→ **What the task requires**
Please check every line of the listing for "refreshed" and copy each line where it is found.

→ **Extracted material**
//! End-to-end resource lifecycles through the provider, against an
//! in-process controller.

use std::collections::BTreeMap;
use std::sync::Arc;

use juju_common::client::{ModelsApi, SecretsApi};
use juju_common::{CreateModelInput, LocalController, ReadSecretInput};
use juju_provider::client::StaticConnector;
use juju_provider::diag::AttributePath;
use juju_provider::state::{
    bool_value, get_int_attr, get_string_attr, get_string_set_attr, int_value, make_state, string_map_value,
    string_value, Value,
};
use juju_provider::JujuProvider;

fn provider_config(skip_failed_deletion: bool) -> Value {
    make_state(vec![
        ("controller_addresses", string_value("10.0.0.1:17070")),
        ("username", string_value("admin")),
        ("password", string_value("hunter2")),
        ("skip_failed_deletion", bool_value(skip_failed_deletion)),
    ])
}

async fn configured(controller: Arc<LocalController>, jaas: bool, skip_failed_deletion: bool) -> JujuProvider {
    let data_dir = tempfile::tempdir().unwrap();
    let provider = JujuProvider::new(Arc::new(StaticConnector::new(controller, jaas)))
        .with_juju_data_dir(data_dir.path())
        .with_env(|_| None);
    let diags = provider.configure(&provider_config(skip_failed_deletion)).await;
    assert!(!diags.has_error(), "configure failed: {diags}");
    provider
}

/// Plan then apply a create from config alone
async fn create(provider: &JujuProvider, type_name: &str, config: &Value) -> Value {
    let plan = provider
        .plan_resource_change(type_name, &Value::Null, config, config)
        .await
        .unwrap();
    assert!(!plan.diagnostics.has_error(), "plan failed: {}", plan.diagnostics);

    let (state, diags) = provider
        .apply_resource_change(type_name, &Value::Null, &plan.planned_state)
        .await
        .unwrap();
    assert!(!diags.has_error(), "apply failed: {diags}");
    assert!(state.is_fully_known());
    state
}

fn with(state: &Value, key: &str, value: Value) -> Value {
    let mut next = state.clone();
    next.set(key, value);
    next
}

#[tokio::test]
async fn model_create_read_import_delete() {
    let controller = Arc::new(LocalController::new());
    let provider = configured(controller.clone(), false, false).await;

    let config = make_state(vec![
        ("name", string_value("development")),
        (
            "config",
            string_map_value(&BTreeMap::from([("logging-config".to_string(), "<root>=INFO".to_string())])),
        ),
    ]);
    let state = create(&provider, "juju_model", &config).await;
    let uuid = get_string_attr(&state, "uuid");
    assert!(!uuid.is_empty());
    assert_eq!(get_string_attr(&state, "id"), uuid);
    assert_eq!(get_string_attr(&state, "name"), "development");
    assert!(!get_string_attr(&state, "cloud").is_empty());

    let model = controller.read_model(&uuid).await.unwrap();
    assert_eq!(model.config.get("logging-config").map(String::as_str), Some("<root>=INFO"));

    let (refreshed, diags) = provider.read_resource("juju_model", &state).await.unwrap();
    assert!(diags.is_empty());
    let refreshed = refreshed.unwrap();
    assert_eq!(get_string_attr(&refreshed, "name"), "development");
    assert_eq!(get_string_attr(&refreshed, "uuid"), uuid);

    let (imported, diags) = provider.import_resource_state("juju_model", &uuid).await.unwrap();
    assert!(!diags.has_error(), "{diags}");
    assert_eq!(get_string_attr(&imported.unwrap(), "name"), "development");

    let (gone, diags) = provider.apply_resource_change("juju_model", &state, &Value::Null).await.unwrap();
    assert!(!diags.has_error(), "{diags}");
    assert!(gone.is_null());

    let (after, diags) = provider.read_resource("juju_model", &state).await.unwrap();
    assert!(after.is_none());
    assert!(!diags.has_error());
}

#[tokio::test]
async fn service_account_block_ignores_password_environment() {
    let data_dir = tempfile::tempdir().unwrap();
    let provider = JujuProvider::new(Arc::new(StaticConnector::new(Arc::new(LocalController::new_jaas()), true)))
        .with_juju_data_dir(data_dir.path())
        .with_env(|key| match key {
            "JUJU_USERNAME" => Some("admin".to_string()),
            "JUJU_PASSWORD" => Some("pw".to_string()),
            _ => None,
        });
    let config = make_state(vec![
        ("controller_addresses", string_value("10.0.0.1:17070")),
        ("client_id", string_value("svc")),
        ("client_secret", string_value("shh")),
    ]);
    let diags = provider.configure(&config).await;
    assert!(!diags.has_error(), "configure failed: {diags}");
}

#[tokio::test]
async fn unchanged_model_plans_no_diff_and_rename_replaces() {
    let controller = Arc::new(LocalController::new());
    let provider = configured(controller, false, false).await;

    let config = make_state(vec![("name", string_value("staging"))]);
    let state = create(&provider, "juju_model", &config).await;

    let plan = provider
        .plan_resource_change("juju_model", &state, &state, &config)
        .await
        .unwrap();
    assert!(plan.requires_replace.is_empty());
    assert_eq!(plan.planned_state, state);

    let renamed_config = make_state(vec![("name", string_value("production"))]);
    let proposed = with(&state, "name", string_value("production"));
    let plan = provider
        .plan_resource_change("juju_model", &state, &proposed, &renamed_config)
        .await
        .unwrap();
    assert!(plan.requires_replace.contains(&AttributePath::root("name")));
}

#[tokio::test]
async fn import_of_missing_model_is_an_error() {
    let provider = configured(Arc::new(LocalController::new()), false, false).await;
    let (state, diags) = provider
        .import_resource_state("juju_model", "6f1c0b6e-2d5a-4c47-9a55-7f5b2f5b9c11")
        .await
        .unwrap();
    assert!(state.is_none());
    assert!(diags.has_error());
}

#[tokio::test]
async fn application_deploys_and_scales() {
    let controller = Arc::new(LocalController::new());
    let model = controller
        .create_model(CreateModelInput {
            name: "apps".to_string(),
            ..Default::default()
        })
        .await
        .unwrap();
    let provider = configured(controller, false, false).await;

    let config = make_state(vec![
        ("model_uuid", string_value(&model.uuid)),
        ("name", string_value("database")),
        ("units", int_value(2)),
        (
            "charm",
            Value::List(vec![make_state(vec![("name", string_value("postgresql"))])]),
        ),
    ]);
    let state = create(&provider, "juju_application", &config).await;
    assert_eq!(get_int_attr(&state, "units", 0), 2);
    assert_eq!(get_string_set_attr(&state, "machines").len(), 2);
    assert_eq!(get_string_attr(&state, "id"), format!("{}:database", model.uuid));

    let scaled_config = with(&config, "units", int_value(3));
    let proposed = with(&state, "units", int_value(3));
    let plan = provider
        .plan_resource_change("juju_application", &state, &proposed, &scaled_config)
        .await
        .unwrap();
    assert!(!plan.diagnostics.has_error(), "{}", plan.diagnostics);
    assert!(plan.requires_replace.is_empty());

    let (scaled, diags) = provider
        .apply_resource_change("juju_application", &state, &plan.planned_state)
        .await
        .unwrap();
    assert!(!diags.has_error(), "{diags}");
    assert_eq!(get_int_attr(&scaled, "units", 0), 3);
    assert_eq!(get_string_set_attr(&scaled, "machines").len(), 3);
}

#[tokio::test]
async fn removing_application_storage_forces_replacement() {
    let controller = Arc::new(LocalController::new());
    let model = controller
        .create_model(CreateModelInput {
            name: "stateful".to_string(),
            ..Default::default()
        })
        .await
        .unwrap();
    let provider = configured(controller, false, false).await;

    let config = make_state(vec![
        ("model_uuid", string_value(&model.uuid)),
        ("name", string_value("database")),
        (
            "charm",
            Value::List(vec![make_state(vec![("name", string_value("postgresql"))])]),
        ),
        (
            "storage",
            Value::List(vec![make_state(vec![
                ("label", string_value("pgdata")),
                ("size", string_value("10G")),
            ])]),
        ),
    ]);
    let state = create(&provider, "juju_application", &config).await;

    let mut without_storage = config.clone();
    without_storage.set("storage", Value::Null);
    let proposed = with(&state, "storage", Value::List(Vec::new()));
    let plan = provider
        .plan_resource_change("juju_application", &state, &proposed, &without_storage)
        .await
        .unwrap();
    assert!(!plan.diagnostics.has_error(), "{}", plan.diagnostics);
    assert_eq!(plan.diagnostics.len(), 1);
    assert_eq!(plan.requires_replace, vec![AttributePath::root("storage")]);
}

#[tokio::test]
async fn secret_values_are_stored_encoded_and_readable_by_name() {
    let controller = Arc::new(LocalController::new());
    let model = controller
        .create_model(CreateModelInput {
            name: "secrets".to_string(),
            ..Default::default()
        })
        .await
        .unwrap();
    let provider = configured(controller.clone(), false, false).await;

    let config = make_state(vec![
        ("model_uuid", string_value(&model.uuid)),
        ("name", string_value("db-password")),
        (
            "value",
            string_map_value(&BTreeMap::from([("password".to_string(), "s3cret".to_string())])),
        ),
    ]);
    let state = create(&provider, "juju_secret", &config).await;
    let secret_id = get_string_attr(&state, "secret_id");
    assert!(!secret_id.is_empty());

    let stored = controller
        .read_secret(ReadSecretInput {
            model_uuid: model.uuid.clone(),
            secret_id: Some(secret_id.clone()),
            name: None,
        })
        .await
        .unwrap();
    assert_eq!(stored.value.get("password").map(String::as_str), Some("czNjcmV0"));

    let lookup = make_state(vec![
        ("model_uuid", string_value(&model.uuid)),
        ("name", string_value("db-password")),
    ]);
    let (found, diags) = provider.read_data_source("juju_secret", &lookup).await.unwrap();
    assert!(!diags.has_error(), "{diags}");
    assert_eq!(get_string_attr(&found, "secret_id"), secret_id);
}

#[tokio::test]
async fn failed_deletion_keeps_state_unless_skipped() {
    let state = make_state(vec![
        ("id", string_value("0b1f3d52-8f0e-4b6a-a1f4-9a3c2b1d0e5f")),
        ("uuid", string_value("0b1f3d52-8f0e-4b6a-a1f4-9a3c2b1d0e5f")),
        ("name", string_value("vanished")),
    ]);

    let strict = configured(Arc::new(LocalController::new()), false, false).await;
    let (kept, diags) = strict.apply_resource_change("juju_model", &state, &Value::Null).await.unwrap();
    assert!(diags.has_error());
    assert_eq!(kept, state);

    let lenient = configured(Arc::new(LocalController::new()), false, true).await;
    let (dropped, diags) = lenient.apply_resource_change("juju_model", &state, &Value::Null).await.unwrap();
    assert!(!diags.has_error());
    assert!(!diags.is_empty());
    assert!(dropped.is_null());
}

#[tokio::test]
async fn jaas_resources_require_jaas() {
    let config = make_state(vec![("name", string_value("operators"))]);

    let plain = configured(Arc::new(LocalController::new()), false, false).await;
    let plan = plain
        .plan_resource_change("juju_jaas_group", &Value::Null, &config, &config)
        .await
        .unwrap();
    let (state, diags) = plain
        .apply_resource_change("juju_jaas_group", &Value::Null, &plan.planned_state)
        .await
        .unwrap();
    assert!(diags.has_error());
    assert!(state.is_null());

    let jaas = configured(Arc::new(LocalController::new_jaas()), true, false).await;
    let state = create(&jaas, "juju_jaas_group", &config).await;
    assert_eq!(get_string_attr(&state, "name"), "operators");
    assert!(!get_string_attr(&state, "uuid").is_empty());
}

#[tokio::test]
async fn listing_models() {
    let controller = Arc::new(LocalController::new());
    for name in ["alpha", "beta"] {
        controller
            .create_model(CreateModelInput {
                name: name.to_string(),
                ..Default::default()
            })
            .await
            .unwrap();
    }
    let provider = configured(controller, false, false).await;

    let (listed, diags) = provider.list_resources("juju_model", &Value::Null).await.unwrap();
    assert!(diags.is_empty());
    let mut names: Vec<String> = listed.iter().map(|m| get_string_attr(&m.state, "name")).collect();
    names.sort();
    assert_eq!(names, vec!["alpha", "beta"]);
    assert!(listed.iter().all(|m| m.display_name.starts_with("admin/")));

    assert!(provider.list_resources("juju_offer", &Value::Null).await.is_err());
}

→ **Completed exercise**
    let (refreshed, diags) = provider.read_resource("juju_model", &state).await.unwrap();
    let refreshed = refreshed.unwrap();
    assert_eq!(get_string_attr(&refreshed, "name"), "development");
    assert_eq!(get_string_attr(&refreshed, "uuid"), uuid);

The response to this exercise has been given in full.